As alluded to above, the client frame is a trusted execution context. Any code
running there has full access to everything the user has access to, which may
constitute a major security flaw if that code was provided by another user (say,
as a ``<script>`` tag in the body of an annotation).

This is an example of a cross-site scripting attack (XSS) and must be mediated
by ensuring that **any and all user content displayed in the client frame is
appropriately escaped and/or sanitised**.

Transport Layer Security
########################

We ensure that it is hard to eavesdrop on traffic between the client and the
annotation service by communicating with the annotation service over encrypted
channels (``https://`` and ``wss://``).

.. todo:: 2017-03-08

   This is not currently enforced by the client. Perhaps production builds of
   the client should refuse to communicate with annotation services over
   insecure channels?

Clickjacking Protections
########################

The most straightforward way to protect an application from most kinds of
clickjacking is the
`frame-ancestors Content-Security-Policy directive <https://w3c.github.io/webappsec-csp/#directive-frame-ancestors>`_
or the older
`X-Frame-Options HTTP Header <https://developer.mozilla.org/en-US/docs/Web/HTTP/Headers/X-Frame-Options>`_.
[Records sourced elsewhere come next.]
//! Markdown and JSON report generation.
//!
//! This module renders a response envelope, together with the request it
//! answers, into a report file.

use crate::models::{ExportRef, ResponseEnvelope, StepStatus};
use anyhow::Result;
use serde::Serialize;
use std::io::Write;
use std::path::Path;

/// Request details shown alongside the response.
#[derive(Debug, Clone, Serialize)]
pub struct ReportMetadata {
    pub message: String,
    pub dataset: Option<String>,
    pub model_used: String,
    pub duration_seconds: f64,
}

#[derive(Serialize)]
struct JsonReport<'a> {
    metadata: &'a ReportMetadata,
    response: &'a ResponseEnvelope,
}

/// Generate a complete Markdown report.
pub fn generate_markdown_report(metadata: &ReportMetadata, envelope: &ResponseEnvelope) -> String {
    let mut output = String::new();

    output.push_str("# AIRA Research Report\n\n");
    output.push_str(&generate_metadata_section(metadata, envelope));
    output.push_str(&generate_response_section(&envelope.content));
    output.push_str(&generate_visuals_section(envelope));
    output.push_str(&generate_exports_section(envelope));
    output.push_str(&generate_steps_section(envelope));
    output.push_str(&generate_plan_section(envelope));
    output.push_str(&generate_footer());

    output
}

/// Generate the metadata section.
fn generate_metadata_section(metadata: &ReportMetadata, envelope: &ResponseEnvelope) -> String {
    let mut section = String::new();

    section.push_str("## Request\n\n");
    section.push_str(&format!("- **Message:** {}\n", metadata.message));
    if let Some(ref dataset) = metadata.dataset {
        section.push_str(&format!("- **Dataset:** `{}`\n", dataset));
    }
    section.push_str(&format!("- **Response Type:** {}\n", envelope.kind));
    section.push_str(&format!(
        "- **Generated:** {}\n",
        envelope.generated_at.format("%Y-%m-%d %H:%M:%S UTC")
    ));
    section.push_str(&format!("- **Model Used:** `{}`\n", metadata.model_used));
    section.push_str(&format!("- **Duration:** {:.1}s\n", metadata.duration_seconds));
    section.push('\n');

    section
}

fn generate_response_section(content: &str) -> String {
    if content.trim().is_empty() {
        return String::new();
    }
    format!("## Response\n\n{}\n\n", content.trim())
}

fn generate_visuals_section(envelope: &ResponseEnvelope) -> String {
    if envelope.visuals.is_empty() {
        return String::new();
    }

    let mut section = String::new();
    section.push_str("## Visuals\n\n");
    for (label, path) in &envelope.visuals {
        section.push_str(&format!("### {}\n\n![{}]({})\n\n", label, label, path));
    }
    section
}

fn generate_exports_section(envelope: &ResponseEnvelope) -> String {
    if envelope.exports.is_empty() {
        return String::new();
    }

    let mut section = String::new();
    section.push_str("## Exports\n\n");
    for (kind, export) in &envelope.exports {
        match export {
            ExportRef::Single(path) => section.push_str(&format!("- **{}:** `{}`\n", kind, path)),
            ExportRef::Many(paths) => {
                section.push_str(&format!("- **{}:**\n", kind));
                for path in paths {
                    section.push_str(&format!("  - `{}`\n", path));
                }
            }
        }
    }
    section.push('\n');
    section
}

/// Table of every step with its outcome.
fn generate_steps_section(envelope: &ResponseEnvelope) -> String {
    if envelope.steps.is_empty() {
        return String::new();
    }

    let mut section = String::new();
    section.push_str("## Analysis Steps\n\n");
    section.push_str("| # | Step | Status | Columns | Detail |\n");
    section.push_str("|:---:|:---|:---:|:---|:---|\n");

    for step in &envelope.steps {
        let (status, detail) = match step.status {
            StepStatus::Ok => ("✅ ok", step.artifact_ref.clone().unwrap_or_default()),
            StepStatus::Error => ("❌ error", step.error.clone().unwrap_or_default()),
        };
        section.push_str(&format!(
            "| {} | `{}` | {} | {} | {} |\n",
            step.index + 1,
            step.key,
            status,
            step.columns.join("; ").replace('|', "\\|"),
            detail.replace('|', "\\|").replace('\n', " ")
        ));
    }
    section.push('\n');
    section
}

fn generate_plan_section(envelope: &ResponseEnvelope) -> String {
    let Some(ref plan) = envelope.plan else {
        return String::new();
    };
    match serde_json::to_string_pretty(plan) {
        Ok(json) => format!(
            "## Execution Plan\n\n<details>\n<summary>View Plan</summary>\n\n```json\n{}\n```\n</details>\n\n",
            json
        ),
        Err(_) => String::new(),
    }
}

/// Generate the report footer.
fn generate_footer() -> String {
    "---\n\n*Report generated by AIRA*\n".to_string()
}

/// Generate a JSON report.
pub fn generate_json_report(metadata: &ReportMetadata, envelope: &ResponseEnvelope) -> Result<String> {
    let report = JsonReport {
        metadata,
        response: envelope,
    };
    serde_json::to_string_pretty(&report).map_err(Into::into)
}

/// Write rendered report content to a file.
pub fn write_report(content: &str, path: &Path) -> Result<()> {
    if let Some(parent) = path.parent().filter(|p| !p.as_os_str().is_empty()) {
        std::fs::create_dir_all(parent)?;
    }
    let mut file = std::fs::File::create(path)?;
    file.write_all(content.as_bytes())?;

    Ok(())
}

#[cfg(test)]
mod tests {
    use super::*;
    use crate::models::{AnalysisStepResult, ResponseKind};
    use serde_json::Value;
    use tempfile::TempDir;

    fn metadata() -> ReportMetadata {
        ReportMetadata {
            message: "plot gender".to_string(),
            dataset: Some("survey.csv".to_string()),
            model_used: "test-model".to_string(),
            duration_seconds: 3.2,
        }
    }

    fn envelope() -> ResponseEnvelope {
        let mut envelope = ResponseEnvelope::text(ResponseKind::Analysis, "Steps:\n- done");
        envelope
            .visuals
            .insert("countplot".to_string(), "outputs/plots/countplot_a.svg".to_string());
        envelope.exports.insert(
            "tables".to_string(),
            ExportRef::Many(vec!["t1.csv".to_string(), "t2.csv".to_string()]),
        );
        envelope.steps.push(AnalysisStepResult {
            index: 0,
            key: "chi_square_test".to_string(),
            tool_id: "chi_square_test".to_string(),
            status: StepStatus::Error,
            payload: Value::Null,
            interpretation: None,
            artifact_ref: None,
            error: Some("Could not resolve outcome or predictor columns.".to_string()),
            columns: Vec::new(),
        });
        envelope
    }

    #[test]
    fn test_generate_markdown_report() {
        let markdown = generate_markdown_report(&metadata(), &envelope());

        assert!(markdown.contains("# AIRA Research Report"));
        assert!(markdown.contains("- **Dataset:** `survey.csv`"));
        assert!(markdown.contains("- **Response Type:** analysis"));
        assert!(markdown.contains("## Response"));
        assert!(markdown.contains("![countplot](outputs/plots/countplot_a.svg)"));
        assert!(markdown.contains("  - `t2.csv`"));
        assert!(markdown.contains("Could not resolve outcome or predictor columns."));
        assert!(!markdown.contains("## Execution Plan"));
    }

    #[test]
    fn test_chat_report_has_no_artifact_sections() {
        let envelope = ResponseEnvelope::text(ResponseKind::Text, "Hello!");
        let markdown = generate_markdown_report(&metadata(), &envelope);
        assert!(!markdown.contains("## Visuals"));
        assert!(!markdown.contains("## Exports"));
        assert!(!markdown.contains("## Analysis Steps"));
    }

    #[test]
    fn test_generate_json_report() {
        let json = generate_json_report(&metadata(), &envelope()).unwrap();
        let value: Value = serde_json::from_str(&json).unwrap();
        assert_eq!(value["response"]["type"], "analysis");
        assert_eq!(value["response"]["exports"]["tables"][1], "t2.csv");
        assert_eq!(value["metadata"]["model_used"], "test-model");
    }

    #[test]
    fn test_write_report_creates_parent_dirs() {
        let temp_dir = TempDir::new().unwrap();
        let path = temp_dir.path().join("reports").join("out.md");
        write_report("# hi\n", &path).unwrap();
        assert_eq!(std::fs::read_to_string(path).unwrap(), "# hi\n");
    }
}
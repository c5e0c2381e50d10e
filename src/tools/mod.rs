//! Analytical tool catalog.
//!
//! The registry maps each catalog id to its operation. It is built once at
//! start-up and shared by reference; nothing mutates it afterwards.

pub mod charts;
pub mod statistics;

use crate::dataset::Dataset;
use crate::error::ToolError;
use crate::models::ToolId;
use charts::ChartTarget;
use serde_json::Value;
use std::collections::HashMap;

/// How a tool binds dataset columns.
#[derive(Debug, Clone, Copy, PartialEq, Eq)]
pub enum ToolCategory {
    /// Operates over the whole dataset; no column resolution.
    WholeDataset,
    /// Needs one resolved column.
    SingleVariable,
    /// Needs two distinct resolved columns.
    TwoVariable,
}

pub type WholeDatasetOp = fn(&Dataset, &ChartTarget) -> Result<Value, ToolError>;
pub type SingleVariableOp = fn(&Dataset, &str, &ChartTarget) -> Result<Value, ToolError>;
pub type TwoVariableOp = fn(&Dataset, &str, &str, &ChartTarget) -> Result<Value, ToolError>;

/// A tool operation, shaped by the columns it needs.
#[derive(Clone, Copy)]
pub enum Operation {
    WholeDataset(WholeDatasetOp),
    SingleVariable(SingleVariableOp),
    TwoVariable(TwoVariableOp),
}

/// Catalog entry.
#[derive(Clone, Copy)]
pub struct ToolSpec {
    pub id: ToolId,
    pub description: &'static str,
    pub operation: Operation,
    /// Produces a chart artifact rather than a numeric/tabular payload.
    pub produces_artifact: bool,
}

impl ToolSpec {
    pub fn category(&self) -> ToolCategory {
        match self.operation {
            Operation::WholeDataset(_) => ToolCategory::WholeDataset,
            Operation::SingleVariable(_) => ToolCategory::SingleVariable,
            Operation::TwoVariable(_) => ToolCategory::TwoVariable,
        }
    }
}

/// Immutable tool registry.
pub struct ToolRegistry {
    tools: HashMap<ToolId, ToolSpec>,
}

impl ToolRegistry {
    /// The standard catalog.
    pub fn standard() -> Self {
        let specs = [
            ToolSpec {
                id: ToolId::DescriptiveStatistics,
                description: "Counts and percentages for every column",
                operation: Operation::WholeDataset(|ds, _| statistics::descriptive_statistics(ds)),
                produces_artifact: false,
            },
            ToolSpec {
                id: ToolId::CronbachAlpha,
                description: "Cronbach's alpha (raw and standardized) over numerically coded scale items",
                operation: Operation::WholeDataset(|ds, _| {
                    statistics::cronbach_alpha(ds, &ds.numeric_columns())
                }),
                produces_artifact: false,
            },
            ToolSpec {
                id: ToolId::ChiSquareTest,
                description: "Chi-square test of independence between two categorical variables",
                operation: Operation::TwoVariable(|ds, a, b, _| statistics::chi_square_test(ds, a, b)),
                produces_artifact: false,
            },
            ToolSpec {
                id: ToolId::Countplot,
                description: "Bar chart of value counts for one variable",
                operation: Operation::SingleVariable(charts::countplot),
                produces_artifact: true,
            },
            ToolSpec {
                id: ToolId::Piechart,
                description: "Pie chart of value shares for one variable",
                operation: Operation::SingleVariable(charts::piechart),
                produces_artifact: true,
            },
            ToolSpec {
                id: ToolId::Barplot,
                description: "Grouped bar chart of one variable split by another",
                operation: Operation::TwoVariable(charts::barplot),
                produces_artifact: true,
            },
        ];

        Self {
            tools: specs.into_iter().map(|s| (s.id, s)).collect(),
        }
    }

    pub fn get(&self, id: ToolId) -> Option<&ToolSpec> {
        self.tools.get(&id)
    }

    /// Catalog ids in a stable order.
    pub fn ids(&self) -> Vec<ToolId> {
        let mut ids: Vec<ToolId> = self.tools.keys().copied().collect();
        ids.sort();
        ids
    }

    /// One line per tool, for planner prompts.
    pub fn describe(&self) -> String {
        self.ids()
            .into_iter()
            .filter_map(|id| self.get(id))
            .map(|spec| format!("- \"{}\": {}", spec.id, spec.description))
            .collect::<Vec<_>>()
            .join("\n")
    }
}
Unfortunately, the client runs in a framed context (and on arbitrary origins) by
default, so simply applying ``X-Frame-Options: DENY`` would break the client
entirely.

.. todo:: 2017-03-08

   The Hypothesis client would appear to have very little protection against
   clickjacking attacks that allow arbitrary websites to trick Hypothesis users
   into performing actions they did not intend to perform. It's not immediately
   clear what tools we have at our disposal to solve this problem.

Phishing/Imitation
##################

At the moment there is little that would stop a website embedding a replica of
the Hypothesis client in a frame and using it to harvest Hypothesis users'
usernames and passwords.

.. todo:: 2017-03-08

   Direct credential input must move to a first-party interaction (i.e. a popup
   window) where the user has the benefit of the browser toolbar to help them
   identify phishing attacks.

.. rubric:: Footnotes

.. [#f1] An origin is the tuple of (scheme, host, port) for a given web document.